◆ **EXERCISE INSTRUCTIONS**
Go through the data below line by line. Give only the number of lines that contain "tags".

[Data extracted from a collection]

use std::collections::BTreeMap;
use std::fmt;

use indexmap::IndexMap;
use serde::{Deserialize, Serialize};

#[derive(Debug, Clone, Copy, PartialEq, Eq, PartialOrd, Ord, Hash, Serialize, Deserialize)]
#[serde(transparent)]
pub struct RecordId(pub u64);

impl fmt::Display for RecordId {
    fn fmt(&self, f: &mut fmt::Formatter<'_>) -> fmt::Result {
        write!(f, "#{}", self.0)
    }
}

#[derive(Debug, Clone, PartialEq, Eq, Serialize, Deserialize)]
#[serde(tag = "type", content = "value", rename_all = "snake_case")]
pub enum Value {
    Null,
    Bool(bool),
    Integer(i64),
    Text(String),
    Flags(BTreeMap<String, bool>),
}

impl Value {
    pub fn as_text(&self) -> Option<&str> {
        match self {
            Value::Text(text) => Some(text.as_str()),
            _ => None,
        }
    }

    pub fn as_bool(&self) -> Option<bool> {
        match self {
            Value::Bool(value) => Some(*value),
            _ => None,
        }
    }

    pub fn as_integer(&self) -> Option<i64> {
        match self {
            Value::Integer(value) => Some(*value),
            _ => None,
        }
    }
}

/// A persisted entity instance. Scalar fields live in `values`; relations
/// live in `links` as ordered, duplicate-free id collections.
#[derive(Debug, Clone, PartialEq, Eq, Serialize, Deserialize)]
pub struct Record {
    pub id: RecordId,
    pub entity: String,
    #[serde(default)]
    pub values: IndexMap<String, Value>,
    #[serde(default)]
    pub links: IndexMap<String, Vec<RecordId>>,
}

impl Record {
    pub fn new(id: RecordId, entity: impl Into<String>) -> Self {
        Self {
            id,
            entity: entity.into(),
            values: IndexMap::new(),
            links: IndexMap::new(),
        }
    }

    pub fn name(&self) -> Option<&str> {
        self.values.get("name").and_then(Value::as_text)
    }

    pub fn value(&self, field: &str) -> Option<&Value> {
        self.values.get(field)
    }

    pub fn set_value(&mut self, field: impl Into<String>, value: Value) {
        self.values.insert(field.into(), value);
    }

    pub fn linked(&self, collection: &str) -> &[RecordId] {
        self.links
            .get(collection)
            .map(Vec::as_slice)
            .unwrap_or(&[])
    }

    /// Adds `target` to a to-many collection. Returns false when it was
    /// already present.
    pub fn add_link(&mut self, collection: impl Into<String>, target: RecordId) -> bool {
        let ids = self.links.entry(collection.into()).or_default();
        if ids.contains(&target) {
            return false;
        }
        ids.push(target);
        true
    }

    /// Points a to-one relation at `target`, replacing any previous value.
    pub fn set_link(&mut self, collection: impl Into<String>, target: RecordId) {
        self.links.insert(collection.into(), vec![target]);
    }
}

#[cfg(test)]
mod tests {
    use super::*;

    #[test]
    fn add_link_is_set_like() {
        let mut record = Record::new(RecordId(1), "SoftMain");
        assert!(record.add_link("tags", RecordId(7)));
        assert!(!record.add_link("tags", RecordId(7)));
        assert!(record.add_link("tags", RecordId(8)));
        assert_eq!(record.linked("tags"), &[RecordId(7), RecordId(8)]);
        assert!(record.linked("missing").is_empty());
    }

    #[test]
    fn set_link_replaces_previous_target() {
        let mut record = Record::new(RecordId(1), "SoftMain");
        record.set_link("SoftInfo", RecordId(2));
        record.set_link("SoftInfo", RecordId(3));
        assert_eq!(record.linked("SoftInfo"), &[RecordId(3)]);
    }

    #[test]
    fn record_serializes_with_tagged_values() {
        let mut record = Record::new(RecordId(4), "Tag");
        record.set_value("name", Value::Text("Cloud".to_string()));
        record.set_value("weight", Value::Null);
        let json = serde_json::to_value(&record).unwrap();
        assert_eq!(json["id"], 4);
        assert_eq!(json["values"]["name"]["type"], "text");
        assert_eq!(json["values"]["weight"]["type"], "null");
        let parsed: Record = serde_json::from_value(json).unwrap();
        assert_eq!(parsed, record);
        assert_eq!(parsed.name(), Some("Cloud"));
    }
}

◆ **EXERCISE SOLUTION**
4